**AIM OF THE TASK:** Only the lines of the data below from the one with "filename crates/nivaran-app/src/main.rs" through the one with "Speech-to-text service URL" are wanted. Repeat them exactly.

● ● ● ●

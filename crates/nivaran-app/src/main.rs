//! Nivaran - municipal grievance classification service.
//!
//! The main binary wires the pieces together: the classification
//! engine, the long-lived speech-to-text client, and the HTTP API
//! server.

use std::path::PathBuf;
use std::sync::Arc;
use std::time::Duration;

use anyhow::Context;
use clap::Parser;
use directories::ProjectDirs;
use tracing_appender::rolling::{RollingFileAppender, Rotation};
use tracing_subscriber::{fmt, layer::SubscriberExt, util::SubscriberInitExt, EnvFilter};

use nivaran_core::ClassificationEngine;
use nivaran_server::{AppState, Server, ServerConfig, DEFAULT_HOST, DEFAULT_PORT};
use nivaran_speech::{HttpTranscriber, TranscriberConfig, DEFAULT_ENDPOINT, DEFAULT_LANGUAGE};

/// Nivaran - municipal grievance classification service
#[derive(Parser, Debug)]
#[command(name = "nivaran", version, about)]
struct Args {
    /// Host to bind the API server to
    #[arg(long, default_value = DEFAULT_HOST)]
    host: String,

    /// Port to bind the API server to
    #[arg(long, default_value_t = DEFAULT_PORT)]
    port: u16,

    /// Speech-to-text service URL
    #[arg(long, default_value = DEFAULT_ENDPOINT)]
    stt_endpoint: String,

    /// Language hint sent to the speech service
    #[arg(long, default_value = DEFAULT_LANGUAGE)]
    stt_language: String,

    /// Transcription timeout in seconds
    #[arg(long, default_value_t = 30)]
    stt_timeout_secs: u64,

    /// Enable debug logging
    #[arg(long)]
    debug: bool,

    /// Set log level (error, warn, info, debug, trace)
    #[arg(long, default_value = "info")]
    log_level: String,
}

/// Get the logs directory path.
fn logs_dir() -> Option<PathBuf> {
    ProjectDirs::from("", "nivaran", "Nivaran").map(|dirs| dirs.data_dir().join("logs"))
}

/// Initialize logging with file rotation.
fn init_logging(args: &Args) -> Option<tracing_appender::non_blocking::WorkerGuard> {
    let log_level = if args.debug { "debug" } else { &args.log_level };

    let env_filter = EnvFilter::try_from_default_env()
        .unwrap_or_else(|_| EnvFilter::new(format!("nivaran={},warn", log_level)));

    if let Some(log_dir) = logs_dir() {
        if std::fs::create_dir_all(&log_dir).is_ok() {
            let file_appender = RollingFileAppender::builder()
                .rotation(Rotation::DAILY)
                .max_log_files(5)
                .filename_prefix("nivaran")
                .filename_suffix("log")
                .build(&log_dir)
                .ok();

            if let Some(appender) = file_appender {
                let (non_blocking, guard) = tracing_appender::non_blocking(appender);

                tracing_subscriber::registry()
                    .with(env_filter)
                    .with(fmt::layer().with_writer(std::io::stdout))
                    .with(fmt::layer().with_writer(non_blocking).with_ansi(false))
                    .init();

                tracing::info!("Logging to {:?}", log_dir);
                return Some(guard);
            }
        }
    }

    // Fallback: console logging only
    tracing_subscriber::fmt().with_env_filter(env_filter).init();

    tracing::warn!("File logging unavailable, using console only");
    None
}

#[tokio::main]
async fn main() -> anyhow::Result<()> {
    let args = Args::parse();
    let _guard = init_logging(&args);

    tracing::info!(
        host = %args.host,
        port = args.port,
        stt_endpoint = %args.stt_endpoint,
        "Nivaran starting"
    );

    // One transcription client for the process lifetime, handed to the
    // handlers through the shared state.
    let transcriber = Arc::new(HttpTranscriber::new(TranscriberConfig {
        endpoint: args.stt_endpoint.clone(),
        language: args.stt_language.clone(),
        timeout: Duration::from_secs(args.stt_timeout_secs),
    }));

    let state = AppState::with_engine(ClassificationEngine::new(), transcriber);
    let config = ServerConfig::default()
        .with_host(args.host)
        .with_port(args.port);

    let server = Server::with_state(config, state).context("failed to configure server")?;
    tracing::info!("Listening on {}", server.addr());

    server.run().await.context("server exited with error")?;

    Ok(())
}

● ● ● ●

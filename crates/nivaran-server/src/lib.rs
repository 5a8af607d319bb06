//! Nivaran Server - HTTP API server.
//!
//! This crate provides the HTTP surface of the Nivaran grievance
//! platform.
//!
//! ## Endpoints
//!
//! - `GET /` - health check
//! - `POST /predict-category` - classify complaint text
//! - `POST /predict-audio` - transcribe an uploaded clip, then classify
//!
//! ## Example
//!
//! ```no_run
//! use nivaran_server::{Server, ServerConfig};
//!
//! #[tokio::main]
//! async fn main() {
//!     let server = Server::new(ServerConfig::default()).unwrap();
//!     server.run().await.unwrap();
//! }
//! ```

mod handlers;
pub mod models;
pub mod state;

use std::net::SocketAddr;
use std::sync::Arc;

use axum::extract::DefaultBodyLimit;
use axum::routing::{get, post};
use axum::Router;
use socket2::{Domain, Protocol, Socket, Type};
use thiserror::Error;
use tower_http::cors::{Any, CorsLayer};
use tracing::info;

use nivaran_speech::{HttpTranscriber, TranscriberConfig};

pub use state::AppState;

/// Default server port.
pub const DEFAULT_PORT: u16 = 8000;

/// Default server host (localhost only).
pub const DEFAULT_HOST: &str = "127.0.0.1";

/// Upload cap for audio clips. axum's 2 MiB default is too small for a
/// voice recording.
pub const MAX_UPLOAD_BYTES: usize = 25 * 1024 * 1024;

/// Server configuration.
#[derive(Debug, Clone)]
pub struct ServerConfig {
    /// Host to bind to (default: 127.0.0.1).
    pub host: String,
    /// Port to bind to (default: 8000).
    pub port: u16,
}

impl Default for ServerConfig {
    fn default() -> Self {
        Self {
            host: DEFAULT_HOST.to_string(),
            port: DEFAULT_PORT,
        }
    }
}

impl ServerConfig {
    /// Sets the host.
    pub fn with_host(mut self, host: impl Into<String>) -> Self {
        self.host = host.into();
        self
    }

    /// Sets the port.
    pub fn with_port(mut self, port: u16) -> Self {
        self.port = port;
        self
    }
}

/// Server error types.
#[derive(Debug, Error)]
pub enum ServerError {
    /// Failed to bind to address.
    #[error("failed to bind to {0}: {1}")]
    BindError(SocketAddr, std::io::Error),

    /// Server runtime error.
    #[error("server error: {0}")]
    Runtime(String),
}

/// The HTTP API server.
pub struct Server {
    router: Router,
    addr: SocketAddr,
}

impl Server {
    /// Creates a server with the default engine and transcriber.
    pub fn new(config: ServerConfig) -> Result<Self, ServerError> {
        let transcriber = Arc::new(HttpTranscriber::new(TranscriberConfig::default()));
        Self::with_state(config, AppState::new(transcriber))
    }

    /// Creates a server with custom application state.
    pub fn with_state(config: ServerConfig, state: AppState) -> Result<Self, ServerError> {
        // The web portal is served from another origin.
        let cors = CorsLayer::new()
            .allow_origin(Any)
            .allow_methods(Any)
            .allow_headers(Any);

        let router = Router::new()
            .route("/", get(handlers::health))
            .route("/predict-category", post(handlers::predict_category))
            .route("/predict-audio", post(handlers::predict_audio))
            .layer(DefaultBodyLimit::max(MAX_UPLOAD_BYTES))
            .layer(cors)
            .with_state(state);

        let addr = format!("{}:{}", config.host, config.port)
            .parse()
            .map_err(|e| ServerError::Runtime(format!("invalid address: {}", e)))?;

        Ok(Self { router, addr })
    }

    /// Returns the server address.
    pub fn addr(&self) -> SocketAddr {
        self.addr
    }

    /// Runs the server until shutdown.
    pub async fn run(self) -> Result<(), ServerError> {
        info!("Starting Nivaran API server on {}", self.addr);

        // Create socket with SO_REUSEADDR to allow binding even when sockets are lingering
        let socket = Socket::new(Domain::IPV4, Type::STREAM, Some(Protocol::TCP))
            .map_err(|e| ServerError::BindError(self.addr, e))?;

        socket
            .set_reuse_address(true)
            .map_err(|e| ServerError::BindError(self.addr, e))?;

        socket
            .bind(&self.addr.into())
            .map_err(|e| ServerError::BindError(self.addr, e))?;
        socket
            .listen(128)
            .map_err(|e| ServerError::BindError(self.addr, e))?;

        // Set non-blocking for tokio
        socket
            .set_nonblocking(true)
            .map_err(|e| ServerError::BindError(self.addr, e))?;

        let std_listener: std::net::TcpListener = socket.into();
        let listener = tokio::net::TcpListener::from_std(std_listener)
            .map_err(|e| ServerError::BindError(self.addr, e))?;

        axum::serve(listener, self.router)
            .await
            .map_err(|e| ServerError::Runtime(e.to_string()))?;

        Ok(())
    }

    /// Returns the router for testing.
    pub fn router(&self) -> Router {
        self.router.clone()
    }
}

● ● ● ●

**ANSWER TO THE PROBLEM:**
filename crates/nivaran-app/src/main.rs
//! Nivaran - municipal grievance classification service.
//!
//! The main binary wires the pieces together: the classification
//! engine, the long-lived speech-to-text client, and the HTTP API
//! server.

use std::path::PathBuf;
use std::sync::Arc;
use std::time::Duration;

use anyhow::Context;
use clap::Parser;
use directories::ProjectDirs;
use tracing_appender::rolling::{RollingFileAppender, Rotation};
use tracing_subscriber::{fmt, layer::SubscriberExt, util::SubscriberInitExt, EnvFilter};

use nivaran_core::ClassificationEngine;
use nivaran_server::{AppState, Server, ServerConfig, DEFAULT_HOST, DEFAULT_PORT};
use nivaran_speech::{HttpTranscriber, TranscriberConfig, DEFAULT_ENDPOINT, DEFAULT_LANGUAGE};

/// Nivaran - municipal grievance classification service
#[derive(Parser, Debug)]
#[command(name = "nivaran", version, about)]
struct Args {
    /// Host to bind the API server to
    #[arg(long, default_value = DEFAULT_HOST)]
    host: String,

    /// Port to bind the API server to
    #[arg(long, default_value_t = DEFAULT_PORT)]
    port: u16,

    /// Speech-to-text service URL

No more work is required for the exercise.